Wales star Mike Phillips is ready to raise the performance bar in pursuit of a prize that has eluded the British and Irish Lions since 1997.
Phillips hit arguably the form his life in South Africa four years ago but it was still not enough to prevent an agonising 2-1 Test series defeat.
The Lions’ previous mission to Springbok territory 12 years earlier remains their last series-winning tour and Australia now await Phillips and company, with defeat Down Under not something he intends contemplating.
“The Lions is the ultimate,” Wales and Bayonne scrum-half Phillips said.
“You want to play the best and, fortunately for me, I thought I played some of my best stuff (in South Africa).
“You are surrounded by great players as well, which tends to bring out the best in you. You don’t want to let anyone down. You know what big occasions they are and what they mean to everyone.
“I was pretty pleased with my performances (in 2009) but I have got to go one step further now, top those performances and be part of a Test series-winning team.

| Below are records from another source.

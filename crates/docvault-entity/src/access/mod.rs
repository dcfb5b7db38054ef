//! Access control entities: roles and per-resource access entries.

pub mod entry;
pub mod role;

pub use entry::{AccessEntry, ResourceType};
pub use role::AccessRole;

“We lost the series but to finish on a high note like we did and win the third Test was important for this tour and for the players coming into it.
“The 2009 tour was a huge success in many ways and it was just gutting we lost the series, but margins in those games are every small. It’s important now we don’t make the same mistakes in this one and we come away with a series win.”

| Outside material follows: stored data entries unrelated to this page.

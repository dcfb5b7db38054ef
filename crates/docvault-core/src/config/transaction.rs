//! Transaction coordinator configuration.

use serde::{Deserialize, Serialize};

/// Retry policy for transactions that hit transient store conflicts.
#[derive(Debug, Clone, Serialize, Deserialize)]
pub struct TransactionConfig {
    /// Maximum number of retries after the first attempt.
    #[serde(default = "default_max_retries")]
    pub max_retries: u32,
    /// Base backoff between attempts in milliseconds. Backoff grows
    /// linearly with the attempt number.
    #[serde(default = "default_backoff_ms")]
    pub backoff_ms: u64,
}

impl Default for TransactionConfig {
    fn default() -> Self {
        Self {
            max_retries: default_max_retries(),
            backoff_ms: default_backoff_ms(),
        }
    }
}

fn default_max_retries() -> u32 {
    3
}

fn default_backoff_ms() -> u64 {
    25
}
#[cfg(test)]
mod tests {
    use super::*;

    #[test]
    fn test_validate_name_trims() {
        assert_eq!(validate_name("  Reports  ").unwrap(), "Reports");
    }

    #[test]
    fn test_validate_name_rejects_empty() {
        assert!(validate_name("").is_err());
        assert!(validate_name("   ").is_err());
    }

    #[test]
    fn test_validate_name_rejects_separators_and_controls() {
        assert!(validate_name("a/b").is_err());
        assert!(validate_name("a\\b").is_err());
        assert!(validate_name("a\tb").is_err());
        assert!(validate_name("a*b").is_err());
    }

    #[test]
    fn test_validate_name_rejects_overlong() {
        let long = "x".repeat(MAX_NAME_LEN + 1);
        assert!(validate_name(&long).is_err());
        let max = "x".repeat(MAX_NAME_LEN);
        assert_eq!(validate_name(&max).unwrap(), max);
    }
}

Phillips will line up in the opener against the Barbarians at Hong Kong Stadium. With fellow scrum-halves Ben Youngs and Conor Murray also on tour, all three number nines might get just a couple of starts before the first Test in Brisbane on June 22.
“Obviously, we are all building for the Test series and we all want those jerseys,” Phillips said.
“Any opportunity you get you have got to take it and show how much you want it and how much it means to you. Hopefully, I will take my opportunity at the weekend.”
Phillips will be up against a familiar foe tomorrow in Dimitri Yachvili, who is a key player for Biarritz, Bayonne’s Top 14 neighbours situated just five miles down the road in south-west France.
And 30-year-old Phillips feels he has benefited from his time playing in France, especially experiencing the fierce Bayonne-Biarritz rivalry.
When the clubs met in November 2011, Biarritz number eight Imanol Harinordoquy’s father ran on to the pitch and became involved in a brawl with players.
“Bayonne and Biarritz are big rivals, and it will be nice to play against him (Yachvili),” Phillips said.
“He is thought of highly in world rugby, so it will be nice to match up against him and hopefully do well.
“The derby games are pretty special, to be honest. The atmosphere is incredible and you have parents running on the field and fighting – Harinordoquy’s old man came on swinging a few – so it is an experience in itself.”
Phillips’ Wales colleague Jamie Roberts took Lions’ man-of-the-series honours in South Africa four years ago, when he forged a brilliant midfield partnership with Irish talisman Brian O’Driscoll.
And he is also back for more this time around starting tomorrow, when he lines up alongside his regular Wales centre colleague Jonathan Davies.
“In 2009 I played some of the best rugby of my career in the Lions shirt. That’s what I desperately want to recreate,” Roberts said.
“Ultimately, I want to win a Lions Test series with these guys. It’s not about individual goals, it’s about being part of a tour that wins.
“We came so close in 2009. The changing room after the second Test (in Pretoria) was unlike anything I’d ever experienced. And four years later I’ve never experienced anything like it.
“It was that feeling of losing a game of such huge significance. We have a chance to put it right this tour and all the boys are desperate to recreate what the Lions did in 1997.
“The coaches have hammered home to every player that however experienced you are, whatever has gone before, it’s all about this tour and playing well on this tour for the team.
“Everyone here has played a lot of international rugby and they are first-choice in their respective positions for their country, but the vibe and banter show that they are also very good rugby people.”